● **EXERCISE BRIEF**
Word for word, return the lines from the start of the entries below through the line that has "queried for upload".

● **RECORDS SUPPLIED**

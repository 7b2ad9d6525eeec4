//! # FlexSync Storage
//!
//! The local database a sync session keeps consistent with the server.
//!
//! This crate provides:
//! - [`Database`], a handle with snapshot reads and a single writer
//! - Tables of objects whose fields may hold lists, sets, dictionaries and
//!   embedded objects
//! - Instruction application, shared by local writes and downloaded changesets
//! - A local history of replicated commits, queried for upload
//! - [`ReplicationOverride`], the capability to write without recording history
//!
//! ## Example
//!
//! ```rust,ignore
//! use flexsync_storage::{Database, ObjKey};
//! use flexsync_protocol::PayloadType;
//!
//! let db = Database::open_in_memory();
//! db.transaction(|txn| {
//!     txn.add_table("Person", "_id", PayloadType::Int)?;
//!     txn.create_object("Person", 1i64)?;
//!     Ok(())
//! })?;
//! assert_eq!(db.begin_read().object_count("Person"), 1);
//! ```

#![deny(unsafe_code)]
#![warn(missing_docs)]

mod apply;
mod database;
mod error;
mod history;
mod object;
mod snapshot;
mod transaction;

pub use database::Database;
pub use error::{StorageError, StorageResult};
pub use history::HistoryEntry;
pub use object::{key_to_value, ColumnSpec, Link, ObjKey, Object, Table, TableKind, Value};
pub use snapshot::Snapshot;
pub use transaction::{PathStep, ReadTransaction, ReplicationOverride, WriteTransaction};
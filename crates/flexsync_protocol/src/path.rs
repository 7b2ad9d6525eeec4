//! Paths into nested collections.

use crate::types::InternString;
use serde::{Deserialize, Serialize};
use std::ops::Index;

/// One step of a [`Path`]: a field/dictionary key or a list index.
#[derive(Debug, Clone, Copy, PartialEq, Eq, Hash, Serialize, Deserialize)]
pub enum PathElement {
    /// Field name of an embedded object, or dictionary key.
    Field(InternString),
    /// List index.
    Index(u32),
}

impl PathElement {
    /// Returns the index if this element is an index.
    pub fn as_index(&self) -> Option<u32> {
        match self {
            PathElement::Index(i) => Some(*i),
            PathElement::Field(_) => None,
        }
    }

    /// Returns the interned field if this element is a field.
    pub fn as_field(&self) -> Option<InternString> {
        match self {
            PathElement::Field(s) => Some(*s),
            PathElement::Index(_) => None,
        }
    }
}

/// Ordered sequence of path elements below an object field.
#[derive(Debug, Clone, PartialEq, Eq, Hash, Default, Serialize, Deserialize)]
pub struct Path(Vec<PathElement>);

impl Path {
    /// Creates an empty path.
    pub fn new() -> Self {
        Self(Vec::new())
    }

    /// Appends a field element.
    pub fn push_field(&mut self, field: InternString) {
        self.0.push(PathElement::Field(field));
    }

    /// Appends an index element.
    pub fn push_index(&mut self, index: u32) {
        self.0.push(PathElement::Index(index));
    }

    /// Appends an element.
    pub fn push(&mut self, element: PathElement) {
        self.0.push(element);
    }

    /// Removes the last element.
    pub fn pop(&mut self) -> Option<PathElement> {
        self.0.pop()
    }

    /// Number of elements.
    pub fn len(&self) -> usize {
        self.0.len()
    }

    /// Returns true if the path has no elements.
    pub fn is_empty(&self) -> bool {
        self.0.is_empty()
    }

    /// Last element.
    pub fn last(&self) -> Option<&PathElement> {
        self.0.last()
    }

    /// Mutable access to the last element.
    pub fn last_mut(&mut self) -> Option<&mut PathElement> {
        self.0.last_mut()
    }

    /// Iterates the elements.
    pub fn iter(&self) -> std::slice::Iter<'_, PathElement> {
        self.0.iter()
    }

    /// Returns the elements as a slice.
    pub fn as_slice(&self) -> &[PathElement] {
        &self.0
    }

    /// Returns the last element as an index, if it is one.
    pub fn last_index(&self) -> Option<u32> {
        self.last().and_then(PathElement::as_index)
    }
}

impl From<Vec<PathElement>> for Path {
    fn from(elements: Vec<PathElement>) -> Self {
        Self(elements)
    }
}

impl Index<usize> for Path {
    type Output = PathElement;

    fn index(&self, index: usize) -> &PathElement {
        &self.0[index]
    }
}

impl<'a> IntoIterator for &'a Path {
    type Item = &'a PathElement;
    type IntoIter = std::slice::Iter<'a, PathElement>;

    fn into_iter(self) -> Self::IntoIter {
        self.0.iter()
    }
}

● **SOLUTION TO THE PROBLEM**
repository 7b2ad9d6525eeec4
//! # FlexSync Storage
//!
//! The local database a sync session keeps consistent with the server.
//!
//! This crate provides:
//! - [`Database`], a handle with snapshot reads and a single writer
//! - Tables of objects whose fields may hold lists, sets, dictionaries and
//!   embedded objects
//! - Instruction application, shared by local writes and downloaded changesets
//! - A local history of replicated commits, queried for upload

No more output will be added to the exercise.